И как раз поэтому с ним трудно согласиться. Думается, что, внимательно рассуждая о душе Обломова, пытаться всерьез говорить о “всех его стремлениях”-— значит, в угоду обыденному ли этическому образцу, духу ли “деловитого” времени, образ этой души спрямлять и уплощать. Речь в этом случае до2лжно, по-моему, вести не о стремлениях, а о предназначении. Предназначение же свое-— внушать любовь, пробуждать в каждой из двух полюбивших его женщин сокровенную, истинную личность и, наконец, вынудить у самого искреннего своего критика — Штольца — слова о “золотом сердце”, — это свое предназначение Обломов осуществил в жизни сполна.
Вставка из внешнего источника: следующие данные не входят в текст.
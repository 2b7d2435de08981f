//! Multicast events with deferred registration
//!
//! An event keeps three ordered lists: the active handlers, handlers added
//! since the last dispatch boundary, and handlers removed since then. Register
//! and unregister only touch the pending lists, so both are safe to call from
//! inside a handler while the event is being raised. Pending changes are
//! applied when a raise starts and again when it finishes.
//!
//! Consequences for callers:
//! - a handler registered during a raise is first called on the next raise
//! - a handler unregistered during a raise finishes its current call (and, if
//!   it had not been reached yet, is still called once in that raise) but is
//!   never called again
//!
//! Arguments are passed by reference as a single value; use a tuple for
//! events carrying more than one argument.
//!
//! A raise holds the event's dispatch lock for its whole duration. The lock is
//! reentrant, so a handler may raise the same event again on its own thread.

use std::fmt;
use std::sync::atomic::{AtomicU64, Ordering};
use std::sync::Arc;

use parking_lot::{Mutex, ReentrantMutex};
use serde::{Deserialize, Serialize};

use crate::status::{Result, Status};

static NEXT_CALLBACK_ID: AtomicU64 = AtomicU64::new(1);

/// Identifies one registration. Ids are never reused within a process.
#[derive(Debug, Clone, Copy, PartialEq, Eq, Hash, PartialOrd, Ord, Serialize, Deserialize)]
pub struct CallbackHandle(u64);

impl CallbackHandle {
    fn next() -> Self {
        Self(NEXT_CALLBACK_ID.fetch_add(1, Ordering::Relaxed))
    }

    pub fn id(&self) -> u64 {
        self.0
    }
}

struct Entry<H: ?Sized> {
    handle: CallbackHandle,
    handler: Arc<H>,
}

impl<H: ?Sized> Clone for Entry<H> {
    fn clone(&self) -> Self {
        Self {
            handle: self.handle,
            handler: Arc::clone(&self.handler),
        }
    }
}

struct Lists<H: ?Sized> {
    active: Vec<Entry<H>>,
    to_add: Vec<Entry<H>>,
    to_remove: Vec<CallbackHandle>,
}

impl<H: ?Sized> Lists<H> {
    fn new() -> Self {
        Self {
            active: Vec::new(),
            to_add: Vec::new(),
            to_remove: Vec::new(),
        }
    }

    fn apply_pending(&mut self) {
        self.active.append(&mut self.to_add);
        if !self.to_remove.is_empty() {
            let removed = std::mem::take(&mut self.to_remove);
            self.active.retain(|e| !removed.contains(&e.handle));
        }
    }
}

impl<H: ?Sized> Clone for Lists<H> {
    fn clone(&self) -> Self {
        Self {
            active: self.active.clone(),
            to_add: self.to_add.clone(),
            to_remove: self.to_remove.clone(),
        }
    }
}

/// Shared machinery behind [`Event`] and [`StatusEvent`]
struct Dispatcher<H: ?Sized> {
    raising: ReentrantMutex<()>,
    lists: Mutex<Lists<H>>,
}

impl<H: ?Sized> Dispatcher<H> {
    fn new() -> Self {
        Self {
            raising: ReentrantMutex::new(()),
            lists: Mutex::new(Lists::new()),
        }
    }

    fn register(&self, handler: Arc<H>) -> CallbackHandle {
        let handle = CallbackHandle::next();
        self.lists.lock().to_add.push(Entry { handle, handler });
        handle
    }

    fn unregister(&self, handle: CallbackHandle) -> Result<()> {
        let mut lists = self.lists.lock();

        // never observed by a raise: just forget it
        if let Some(pos) = lists.to_add.iter().position(|e| e.handle == handle) {
            lists.to_add.remove(pos);
            return Ok(());
        }

        if lists.to_remove.contains(&handle) {
            return Ok(());
        }

        if lists.active.iter().any(|e| e.handle == handle) {
            lists.to_remove.push(handle);
            Ok(())
        } else {
            Err(Status::BadParam)
        }
    }

    /// Apply pending changes and take the list a raise will walk.
    fn begin_raise(&self) -> Vec<Arc<H>> {
        let mut lists = self.lists.lock();
        lists.apply_pending();
        lists.active.iter().map(|e| Arc::clone(&e.handler)).collect()
    }

    fn apply_pending(&self) {
        self.lists.lock().apply_pending();
    }

    fn clear(&self) {
        let _raising = self.raising.lock();
        let mut lists = self.lists.lock();
        lists.apply_pending();
        lists.active.clear();
    }

    fn len(&self) -> usize {
        let lists = self.lists.lock();
        lists.active.len() + lists.to_add.len() - lists.to_remove.len().min(lists.active.len())
    }

    fn snapshot(&self) -> Lists<H> {
        self.lists.lock().clone()
    }

    fn copy_from(&self, source: &Dispatcher<H>) {
        if std::ptr::eq(self, source) {
            return;
        }
        // source first, then destination
        let source_lists = source.lists.lock();
        let mut lists = self.lists.lock();
        *lists = source_lists.clone();
    }
}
Предназначение же его историческое зорко отметил и ясно описал Р.-Брандштеттер — известный австрийский писатель уже двадцатого века. “Ансельм испытывал к Обломову симпатию, поскольку в этом полном молодом человеке жила великая вера в человеческое бессилие. Во времена заносчивых, уверенных в себе гордецов, которым кажется, что они способны всего достичь и все завоевать, бесплодные размышления Обломова, лежащего на диване,

содержат почти страстный протест против безумия людей, одержимых идеей всемогущества”.

Возвращаясь к разговору о чеховской героине, замечу к слову, что образ Душечки тоже из “области тихой поэзии” и что Чехов тоже “дал такие строки, от которых разрывается сердце”. Здесь, правда, возникает соблазн сослаться на Толстого, однако его “Послесловие к рассказу Чехова „Душечка”” слишком знаменито и глубоко лично — прежде всего духовно, — чтобы осмелиться брать его на подмогу.

Итак, любовь Оленьки Племянниковой не просто целиком располагается в настоящем — она лишь настоящим единственно и жива, ради него и воплощается, и одушевляется и им же до дна и без остатка исчерпывается. То есть условие, форма и способ бытия ее любви — это завершенная в себе, состоявшаяся данность. Проживание дня сего, а не припоминание дня прошедшего или мечтательное предвосхищение следующего.

Она естественно, то есть без принуждения и усилий, преграждает путь в душу для всех тех желаний самости “Я”, что рождаются помимо воодушевленного (а потому и переимчивого) служения другому. Служения, что, возрождаясь всякий раз заново, сначала (и отнюдь не формально только) кристаллизуется в ядро разительной перемены жизненных интересов и полного преобразования бытового словаря, чтобы после без остатка в этом новом рождении раствориться. Внезапно же оставаясь в одиночестве и лишаясь мало-мальской возможности яркого и бескорыстно деятельного отдания, душа ее недоумевает, тяготясь самостью как докучно праздной и живущей оцепенело, застыло, без цели.